You said what we were all thinking!
 
Great work Christo. Is there any chance the A750F might be incorporated in the swap kit?

Karl
 
OK, before everyone is jumping the gun and placing orders. We are planning to make the hard parts so we can sell them and also use them in the shop. It is based on a 1998-2002 100 series motor, transmission and transfer case. This will not be a kit that comes with wiring etc etc. That will be up to the user. As for the later model tranny, possible would work, but the belly plate might have to change.
 
I kit form would simplify the swap making it much more feasible for a lot of people. I think wiring would make it even more feasible to people.
 
Beautiful! I can't wait until this is ready as a kit. I love that there are so many alternatives to the SC (Turbo, easier swaps) coming around as I am really not enamored with the SC idea.
 
Interesting. I like the idea.

So you/your shop has done the solid front axle swap on the 100 and now the 4.7 swap into the 80. Of the two, which do you like more and why. Which swap was easier?

Thanks:beer:
 
Interesting. I like the idea.

So you/your shop has done the solid front axle swap on the 100 and now the 4.7 swap into the 80. Of the two, which do you like more and why. Which swap was easier?

Thanks:beer:

X2:popcorn:
 
Nice work Slee and Company.

That said, I'm sticking with the straight 6...

Of any Toyota variety. :)

Good luck with a kit for this crowd.

If it isn't plug and play, I don't see many people taking this project on. That includes any work that needs to be done to the 2UZ going in. Most of the 2UZ's of this era are well past 100k miles if not more.

Good luck all.

EDIT: I should clarify what I wrote. There is a tremendous amount of work that goes into doing something like this correctly and not just cobbing things together.

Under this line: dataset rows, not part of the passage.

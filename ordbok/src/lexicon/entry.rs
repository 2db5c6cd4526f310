//! 語彙エントリの型定義
//!
//! コンパイル済み語彙に格納されるレコード(見出し語エントリと活用形エントリ)、
//! 品詞ごとに形の異なる活用表、および曖昧語テーブルの候補を定義します。
//!
//! これらの型は rkyv でバイナリ成果物に、serde で JSON(手書きテーブルと
//! JSON 出力)に変換されます。JSON の形は元の辞書ファイルと互換で、
//! 名詞の活用表は4要素のリスト、動詞と形容詞の活用表はオブジェクトになります。

use std::fmt;

use rkyv::{Archive, Deserialize, Serialize};

/// 存在しない形を表す記号(不可算名詞の複数形など)
pub const NO_FORM: &str = "-";

/// 名詞の4つの格変化位置のラベル
pub const NOUN_SLOT_LABELS: [&str; 4] = [
    "singular indefinite",
    "singular definite",
    "plural indefinite",
    "plural definite",
];

/// 動詞の活用スロット名
pub const VERB_SLOT_LABELS: [&str; 4] = ["infinitive", "present", "past", "supine"];

/// 形容詞の活用スロット名
pub const ADJECTIVE_SLOT_LABELS: [&str; 5] =
    ["en form", "ett form", "plural", "comparative", "superlative"];

/// 語の分類
///
/// 手書きテーブルに現れる一覧にない分類名は [`WordType::Other`] にそのまま保持されます。
#[derive(
    Clone, Debug, Default, PartialEq, Eq, Hash,
    Archive, Serialize, Deserialize,
    serde::Serialize, serde::Deserialize,
)]
#[serde(from = "String", into = "String")]
pub enum WordType {
    Noun,
    Verb,
    Adjective,
    Adverb,
    Pronoun,
    ProperNoun,
    Numeral,
    Preposition,
    Conjunction,
    Interjection,
    #[default]
    Unknown,
    Other(String),
}

impl WordType {
    /// JSON とカード表示で使う識別子を返します。
    pub fn as_str(&self) -> &str {
        match self {
            Self::Noun => "noun",
            Self::Verb => "verb",
            Self::Adjective => "adjective",
            Self::Adverb => "adverb",
            Self::Pronoun => "pronoun",
            Self::ProperNoun => "proper_noun",
            Self::Numeral => "numeral",
            Self::Preposition => "preposition",
            Self::Conjunction => "conjunction",
            Self::Interjection => "interjection",
            Self::Unknown => "unknown",
            Self::Other(name) => name,
        }
    }

    /// 識別子から分類を得ます。
    pub fn from_name(name: &str) -> Self {
        match name {
            "noun" => Self::Noun,
            "verb" => Self::Verb,
            "adjective" => Self::Adjective,
            "adverb" => Self::Adverb,
            "pronoun" => Self::Pronoun,
            "proper_noun" => Self::ProperNoun,
            "numeral" => Self::Numeral,
            "preposition" => Self::Preposition,
            "conjunction" => Self::Conjunction,
            "interjection" => Self::Interjection,
            "unknown" => Self::Unknown,
            other => Self::Other(other.to_string()),
        }
    }
}

impl fmt::Display for WordType {
    fn fmt(&self, f: &mut fmt::Formatter<'_>) -> fmt::Result {
        f.write_str(self.as_str())
    }
}

impl From<String> for WordType {
    fn from(name: String) -> Self {
        Self::from_name(&name)
    }
}

impl From<WordType> for String {
    fn from(word_type: WordType) -> Self {
        match word_type {
            WordType::Other(name) => name,
            known => known.as_str().to_string(),
        }
    }
}

/// 名詞の文法性
#[derive(
    Clone, Copy, Debug, PartialEq, Eq, Hash,
    Archive, Serialize, Deserialize,
    serde::Serialize, serde::Deserialize,
)]
#[serde(rename_all = "lowercase")]
pub enum Gender {
    /// 両性(en-ord)
    En,
    /// 中性(ett-ord)
    Ett,
}

impl Gender {
    /// 不定冠詞としての表記を返します。
    pub const fn article(self) -> &'static str {
        match self {
            Self::En => "en",
            Self::Ett => "ett",
        }
    }
}

/// 名詞の格変化表
///
/// JSON では `[単数未知, 単数既知, 複数未知, 複数既知]` の4要素リストです。
/// 存在しない形は [`NO_FORM`] で表します。
#[derive(
    Clone, Debug, Default, PartialEq, Eq,
    Archive, Serialize, Deserialize,
    serde::Serialize, serde::Deserialize,
)]
#[serde(from = "Vec<String>", into = "Vec<String>")]
pub struct NounForms {
    pub singular_indefinite: String,
    pub singular_definite: String,
    pub plural_indefinite: String,
    pub plural_definite: String,
}

impl NounForms {
    pub fn new<S: Into<String>>(slots: [S; 4]) -> Self {
        let [a, b, c, d] = slots;
        Self {
            singular_indefinite: a.into(),
            singular_definite: b.into(),
            plural_indefinite: c.into(),
            plural_definite: d.into(),
        }
    }

    /// 4つの位置すべてに値があるかどうかを返します。
    ///
    /// 手書きテーブルの欠けたリストから作られた表では `false` になります。
    pub fn is_complete(&self) -> bool {
        self.as_array().iter().all(|slot| !slot.is_empty())
    }

    /// 格変化表をスロット順に返します。
    pub fn as_array(&self) -> [&str; 4] {
        [
            &self.singular_indefinite,
            &self.singular_definite,
            &self.plural_indefinite,
            &self.plural_definite,
        ]
    }
}

impl From<Vec<String>> for NounForms {
    // 手書きテーブルには要素の欠けたリストがあり得るため、足りない位置は空にする
    fn from(slots: Vec<String>) -> Self {
        let mut it = slots.into_iter();
        let mut next = || it.next().unwrap_or_default();
        Self {
            singular_indefinite: next(),
            singular_definite: next(),
            plural_indefinite: next(),
            plural_definite: next(),
        }
    }
}

impl From<NounForms> for Vec<String> {
    fn from(forms: NounForms) -> Self {
        vec![
            forms.singular_indefinite,
            forms.singular_definite,
            forms.plural_indefinite,
            forms.plural_definite,
        ]
    }
}

/// 動詞の活用表
#[derive(
    Clone, Debug, Default, PartialEq, Eq,
    Archive, Serialize, Deserialize,
    serde::Serialize, serde::Deserialize,
)]
pub struct VerbForms {
    pub infinitive: String,
    #[serde(default)]
    pub present: String,
    #[serde(default)]
    pub past: String,
    #[serde(default)]
    pub supine: String,
}

impl VerbForms {
    pub fn new<S: Into<String>>(infinitive: S, present: S, past: S, supine: S) -> Self {
        Self {
            infinitive: infinitive.into(),
            present: present.into(),
            past: past.into(),
            supine: supine.into(),
        }
    }

    pub fn as_array(&self) -> [&str; 4] {
        [&self.infinitive, &self.present, &self.past, &self.supine]
    }
}

/// 形容詞の活用表
#[derive(
    Clone, Debug, Default, PartialEq, Eq,
    Archive, Serialize, Deserialize,
    serde::Serialize, serde::Deserialize,
)]
pub struct AdjectiveForms {
    pub en_form: String,
    #[serde(default)]
    pub ett_form: String,
    #[serde(default)]
    pub plural: String,
    #[serde(default)]
    pub comparative: String,
    #[serde(default)]
    pub superlative: String,
}

impl AdjectiveForms {
    pub fn new<S: Into<String>>(
        en_form: S,
        ett_form: S,
        plural: S,
        comparative: S,
        superlative: S,
    ) -> Self {
        Self {
            en_form: en_form.into(),
            ett_form: ett_form.into(),
            plural: plural.into(),
            comparative: comparative.into(),
            superlative: superlative.into(),
        }
    }

    pub fn as_array(&self) -> [&str; 5] {
        [
            &self.en_form,
            &self.ett_form,
            &self.plural,
            &self.comparative,
            &self.superlative,
        ]
    }
}

/// 品詞ごとの活用表
///
/// JSON ではタグなしで表現されます(名詞はリスト、動詞は `infinitive` を持つ
/// オブジェクト、形容詞は `en_form` を持つオブジェクト、活用なしは省略)。
#[derive(
    Clone, Debug, Default, PartialEq, Eq,
    Archive, Serialize, Deserialize,
    serde::Serialize, serde::Deserialize,
)]
#[serde(untagged)]
pub enum Forms {
    Noun(NounForms),
    Verb(VerbForms),
    Adjective(AdjectiveForms),
    #[default]
    None,
}

impl Forms {
    pub fn is_none(&self) -> bool {
        matches!(self, Self::None)
    }

    /// ラベル付きのスロットを表の順に返します。
    ///
    /// 活用形エントリの `form_type` にはこのラベルが使われます。
    pub fn labeled_slots(&self) -> Vec<(&'static str, &str)> {
        match self {
            Self::Noun(f) => NOUN_SLOT_LABELS.into_iter().zip(f.as_array()).collect(),
            Self::Verb(f) => VERB_SLOT_LABELS.into_iter().zip(f.as_array()).collect(),
            Self::Adjective(f) => ADJECTIVE_SLOT_LABELS.into_iter().zip(f.as_array()).collect(),
            Self::None => vec![],
        }
    }
}

/// 見出し語ごとに1つだけ選ばれた正規エントリ
#[derive(
    Clone, Debug, PartialEq, Eq,
    Archive, Serialize, Deserialize,
    serde::Serialize, serde::Deserialize,
)]
pub struct CanonicalEntry {
    #[serde(default)]
    pub word: String,
    #[serde(rename = "type", default)]
    pub word_type: WordType,
    #[serde(default)]
    pub paradigm: String,
    #[serde(default)]
    pub group: String,
    #[serde(default, skip_serializing_if = "Forms::is_none")]
    pub forms: Forms,
    #[serde(default, skip_serializing_if = "Option::is_none")]
    pub gender: Option<Gender>,
}

/// 見出し語から生成された活用形のエントリ
#[derive(
    Clone, Debug, PartialEq, Eq,
    Archive, Serialize, Deserialize,
    serde::Serialize, serde::Deserialize,
)]
pub struct FormEntry {
    #[serde(rename = "type", default)]
    pub word_type: WordType,
    /// 常に `true`。JSON で見出し語エントリと区別するために出力されます。
    pub is_form: bool,
    pub base_word: String,
    pub form_type: String,
    #[serde(default)]
    pub group: String,
    #[serde(default, skip_serializing_if = "Option::is_none")]
    pub gender: Option<Gender>,
    #[serde(default, skip_serializing_if = "Forms::is_none")]
    pub forms: Forms,
}

impl FormEntry {
    /// 見出し語エントリから活用形エントリを作成します。
    ///
    /// 形容詞の活用形は見出し語の分類にかかわらず `"Adjective"` グループに入ります。
    pub fn from_base(base: &CanonicalEntry, form_type: &str) -> Self {
        let group = if base.word_type == WordType::Adjective {
            "Adjective".to_string()
        } else {
            base.group.clone()
        };
        Self {
            word_type: base.word_type.clone(),
            is_form: true,
            base_word: base.word.clone(),
            form_type: form_type.to_string(),
            group,
            gender: base.gender,
            forms: base.forms.clone(),
        }
    }
}

/// コンパイル済み語彙の1レコード
///
/// JSON では `is_form`、`base_word`、`form_type` を持つレコードが活用形エントリ、
/// それ以外が見出し語エントリです。見出し語エントリの項目はすべて省略できるため、
/// 活用形エントリを先に試します。
#[derive(
    Clone, Debug, PartialEq, Eq,
    Archive, Serialize, Deserialize,
    serde::Serialize, serde::Deserialize,
)]
#[serde(untagged)]
pub enum Entry {
    Form(FormEntry),
    Base(CanonicalEntry),
}

impl Entry {
    #[inline(always)]
    pub fn is_form(&self) -> bool {
        matches!(self, Self::Form(_))
    }

    pub fn word_type(&self) -> &WordType {
        match self {
            Self::Base(e) => &e.word_type,
            Self::Form(e) => &e.word_type,
        }
    }

    pub fn group(&self) -> &str {
        match self {
            Self::Base(e) => &e.group,
            Self::Form(e) => &e.group,
        }
    }

    pub fn gender(&self) -> Option<Gender> {
        match self {
            Self::Base(e) => e.gender,
            Self::Form(e) => e.gender,
        }
    }

    pub fn forms(&self) -> &Forms {
        match self {
            Self::Base(e) => &e.forms,
            Self::Form(e) => &e.forms,
        }
    }

    /// 活用形エントリであれば見出し語を返します。
    pub fn base_word(&self) -> Option<&str> {
        match self {
            Self::Base(_) => None,
            Self::Form(e) => Some(&e.base_word),
        }
    }
}

/// 曖昧語テーブルの候補1件
///
/// 正規エントリと同じ形に説明文を加えたものです。
/// 手書きデータで `word` が省略されている場合は問い合わせ語が補われます。
#[derive(Clone, Debug, Default, PartialEq, Eq, serde::Serialize, serde::Deserialize)]
pub struct Meaning {
    #[serde(default)]
    pub word: String,
    #[serde(rename = "type", default)]
    pub word_type: WordType,
    #[serde(default)]
    pub paradigm: String,
    #[serde(default)]
    pub group: String,
    #[serde(default, skip_serializing_if = "Forms::is_none")]
    pub forms: Forms,
    #[serde(default, skip_serializing_if = "Option::is_none")]
    pub gender: Option<Gender>,
    #[serde(default, skip_serializing_if = "Option::is_none")]
    pub description: Option<String>,
}

impl Meaning {
    /// カード表示用の見出し語エントリに変換します。
    pub fn to_entry(&self, queried_word: &str) -> Entry {
        let word = if self.word.is_empty() {
            queried_word.to_string()
        } else {
            self.word.clone()
        };
        Entry::Base(CanonicalEntry {
            word,
            word_type: self.word_type.clone(),
            paradigm: self.paradigm.clone(),
            group: self.group.clone(),
            forms: self.forms.clone(),
            gender: self.gender,
        })
    }
}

1. Procure replacement powerplant and drivetrain. Fix all issues and bring back to new. Considerable amount of work and money goes into that.

2. Modifications to engine mounts, frame, PS system, AC system, EVAP system, then procure harness and necessary ECU's. Mods to driveshafts if needed. Lift if needed to get oil pan to clear if that is an issue over the axle and tie rods.

3. Then make it work--welding, cutting, measuring, fitting, putting engine in and out of frame.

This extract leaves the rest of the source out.